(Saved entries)
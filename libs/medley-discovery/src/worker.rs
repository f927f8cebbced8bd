use std::sync::Arc;
use std::thread;

use tokio_util::sync::CancellationToken;
use tracing::{debug, info_span, warn};

use crate::provider::BackgroundDiscovery;

/// Runs a background provider's discovery loop on a dedicated named thread.
///
/// The wrapper adds nothing beyond a tracing span and exit logging: no
/// retries, no supervision, no timeout. A provider that ignores its token
/// keeps the thread alive and blocks whichever removal waits on it.
pub(crate) fn spawn(
    name: &str,
    provider: Arc<dyn BackgroundDiscovery>,
    cancel: CancellationToken,
) -> std::io::Result<thread::JoinHandle<()>> {
    let provider_name = name.to_string();
    thread::Builder::new()
        .name(format!("discovery-{name}"))
        .spawn(move || {
            let span = info_span!("discovery_worker", provider = %provider_name);
            let _guard = span.enter();
            debug!("worker started");
            if let Err(e) = provider.run(cancel) {
                warn!(error = %e, "discovery loop exited with error");
            }
            debug!("worker finished");
        })
}

#[cfg(test)]
mod tests {
    use super::*;
    use crate::provider::DiscoveryProvider;
    use std::sync::atomic::{AtomicBool, Ordering};
    use std::time::Duration;

    struct FlagProvider {
        entered: Arc<AtomicBool>,
    }

    impl DiscoveryProvider for FlagProvider {
        fn description(&self) -> &str {
            "flag"
        }
    }

    impl BackgroundDiscovery for FlagProvider {
        fn run(&self, cancel: CancellationToken) -> anyhow::Result<()> {
            self.entered.store(true, Ordering::SeqCst);
            while !cancel.is_cancelled() {
                thread::sleep(Duration::from_millis(2));
            }
            Ok(())
        }
    }

    #[test]
    fn worker_runs_the_entry_and_returns_on_cancel() {
        let entered = Arc::new(AtomicBool::new(false));
        let cancel = CancellationToken::new();
        let handle = spawn(
            "flag",
            Arc::new(FlagProvider {
                entered: Arc::clone(&entered),
            }),
            cancel.clone(),
        )
        .unwrap();

        cancel.cancel();
        handle.join().unwrap();
        assert!(entered.load(Ordering::SeqCst));
    }

    struct FailingProvider;

    impl DiscoveryProvider for FailingProvider {
        fn description(&self) -> &str {
            "failing"
        }
    }

    impl BackgroundDiscovery for FailingProvider {
        fn run(&self, _cancel: CancellationToken) -> anyhow::Result<()> {
            anyhow::bail!("broken antenna")
        }
    }

    #[test]
    fn worker_swallows_a_run_error() {
        let handle = spawn("failing", Arc::new(FailingProvider), CancellationToken::new()).unwrap();
        // The error is logged, not propagated; the thread still exits cleanly.
        handle.join().unwrap();
    }
}
use std::sync::Arc;

use tokio_util::sync::CancellationToken;

/// Base contract every discovery provider implements.
pub trait DiscoveryProvider: Send + Sync {
    /// Short human-readable description, used in logs.
    fn description(&self) -> &str;
}

/// A provider with a long-running discovery loop.
///
/// `run` executes on a dedicated worker thread owned by the registry. The
/// loop must poll `cancel` at reasonable intervals and return promptly once
/// the token is cancelled: removal blocks on that return and applies no
/// timeout, so a provider that never checks its token hangs the removal.
pub trait BackgroundDiscovery: DiscoveryProvider {
    fn run(&self, cancel: CancellationToken) -> anyhow::Result<()>;
}

/// What kind of provider a name resolved to.
#[derive(Clone)]
pub enum ResolvedProvider {
    /// Active purely by being resolved and registered; no worker.
    Synchronous(Arc<dyn DiscoveryProvider>),
    /// Runs a discovery loop on a dedicated worker thread until cancelled.
    Background(Arc<dyn BackgroundDiscovery>),
}

impl std::fmt::Debug for ResolvedProvider {
    fn fmt(&self, f: &mut std::fmt::Formatter<'_>) -> std::fmt::Result {
        match self {
            ResolvedProvider::Synchronous(p) => f
                .debug_tuple("Synchronous")
                .field(&p.description())
                .finish(),
            ResolvedProvider::Background(p) => {
                f.debug_tuple("Background").field(&p.description()).finish()
            }
        }
    }
}

impl ResolvedProvider {
    pub fn description(&self) -> &str {
        match self {
            ResolvedProvider::Synchronous(p) => p.description(),
            ResolvedProvider::Background(p) => p.description(),
        }
    }

    pub fn is_background(&self) -> bool {
        matches!(self, ResolvedProvider::Background(_))
    }
}
//! Static channel-list discovery provider.
//!
//! Announces a configured set of stream URLs once, while being resolved; the
//! provider is then active without a worker thread (a synchronous provider).

use std::sync::Arc;

use serde::Deserialize;
use tracing::debug;

use medley_discovery::{
    DiscoveredItem, DiscoveryProvider, ProviderCtx, ProviderRegistration, ResolvedProvider,
};

pub const PROVIDER_NAME: &str = "static_channels";

#[derive(Debug, Clone, Deserialize)]
#[serde(deny_unknown_fields)]
pub struct ChannelEntry {
    pub name: String,
    pub url: String,
}

#[derive(Debug, Clone, Default, Deserialize)]
#[serde(deny_unknown_fields)]
pub struct StaticChannelsConfig {
    #[serde(default)]
    pub channels: Vec<ChannelEntry>,
}

pub struct StaticChannelsProvider {
    description: String,
}

impl StaticChannelsProvider {
    pub fn build(ctx: &ProviderCtx) -> anyhow::Result<ResolvedProvider> {
        let config: StaticChannelsConfig = ctx.config()?;
        let sink = ctx.sink();
        for channel in &config.channels {
            debug!(channel = %channel.name, "announcing static channel");
            sink.announce(DiscoveredItem {
                uri: channel.url.clone(),
                title: Some(channel.name.clone()),
                source: ctx.name().to_string(),
            });
        }
        Ok(ResolvedProvider::Synchronous(Arc::new(Self {
            description: format!("static channel list ({} channels)", config.channels.len()),
        })))
    }
}

impl DiscoveryProvider for StaticChannelsProvider {
    fn description(&self) -> &str {
        &self.description
    }
}

inventory::submit! {
    ProviderRegistration {
        name: PROVIDER_NAME,
        build: StaticChannelsProvider::build,
    }
}

#[cfg(test)]
mod tests {
    use super::*;
    use medley_discovery::ItemSink;
    use serde_json::json;
    use std::sync::Mutex;

    #[derive(Default)]
    struct RecordingSink {
        items: Mutex<Vec<DiscoveredItem>>,
    }

    impl ItemSink for RecordingSink {
        fn announce(&self, item: DiscoveredItem) {
            self.items.lock().unwrap().push(item);
        }
    }

    #[test]
    fn announces_configured_channels_during_resolution() {
        let sink = Arc::new(RecordingSink::default());
        let ctx = ProviderCtx::new(
            PROVIDER_NAME,
            json!({
                "channels": [
                    { "name": "Jazz 24/7", "url": "http://radio.example/jazz" },
                    { "name": "News", "url": "http://radio.example/news" },
                ]
            }),
            sink.clone(),
        );

        let resolved = StaticChannelsProvider::build(&ctx).unwrap();

        assert!(!resolved.is_background());
        assert_eq!(resolved.description(), "static channel list (2 channels)");

        let items = sink.items.lock().unwrap();
        assert_eq!(items.len(), 2);
        assert_eq!(items[0].uri, "http://radio.example/jazz");
        assert_eq!(items[0].title.as_deref(), Some("Jazz 24/7"));
        assert!(items.iter().all(|i| i.source == PROVIDER_NAME));
    }

    #[test]
    fn missing_config_section_means_no_channels() {
        let sink = Arc::new(RecordingSink::default());
        let ctx = ProviderCtx::new(PROVIDER_NAME, serde_json::Value::Null, sink.clone());

        let resolved = StaticChannelsProvider::build(&ctx).unwrap();

        assert!(!resolved.is_background());
        assert!(sink.items.lock().unwrap().is_empty());
    }

    #[test]
    fn unknown_config_fields_are_rejected() {
        let sink = Arc::new(RecordingSink::default());
        let ctx = ProviderCtx::new(PROVIDER_NAME, json!({ "channel": [] }), sink);
        assert!(StaticChannelsProvider::build(&ctx).is_err());
    }
}
use anyhow::Result;
use tokio::signal;

/// Wait for termination signals (Ctrl+C, SIGTERM).
pub async fn wait_for_shutdown() -> Result<()> {
    let ctrl_c = async { signal::ctrl_c().await };

    #[cfg(unix)]
    let terminate = async {
        let mut handler = signal::unix::signal(signal::unix::SignalKind::terminate())?;
        handler.recv().await;
        Ok::<(), std::io::Error>(())
    };

    #[cfg(not(unix))]
    let terminate = std::future::pending::<Result<(), std::io::Error>>();

    tokio::select! {
        result = ctrl_c => {
            result?;
            tracing::info!("Received Ctrl+C signal");
        }
        result = terminate => {
            result?;
            tracing::info!("Received SIGTERM signal");
        }
    }

    tracing::info!("Shutdown signal received, initiating graceful shutdown");
    Ok(())
}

*Exercise objective:*
Starting at the line above that holds "cancel.cancel();" and ending at the line that holds "impl BackgroundDiscovery for FailingProvider", transcribe each line exactly and include no other lines.

*Written answer:*
        cancel.cancel();
        handle.join().unwrap();
        assert!(entered.load(Ordering::SeqCst));
    }

    struct FailingProvider;

    impl DiscoveryProvider for FailingProvider {
        fn description(&self) -> &str {
            "failing"
        }
    }

    impl BackgroundDiscovery for FailingProvider {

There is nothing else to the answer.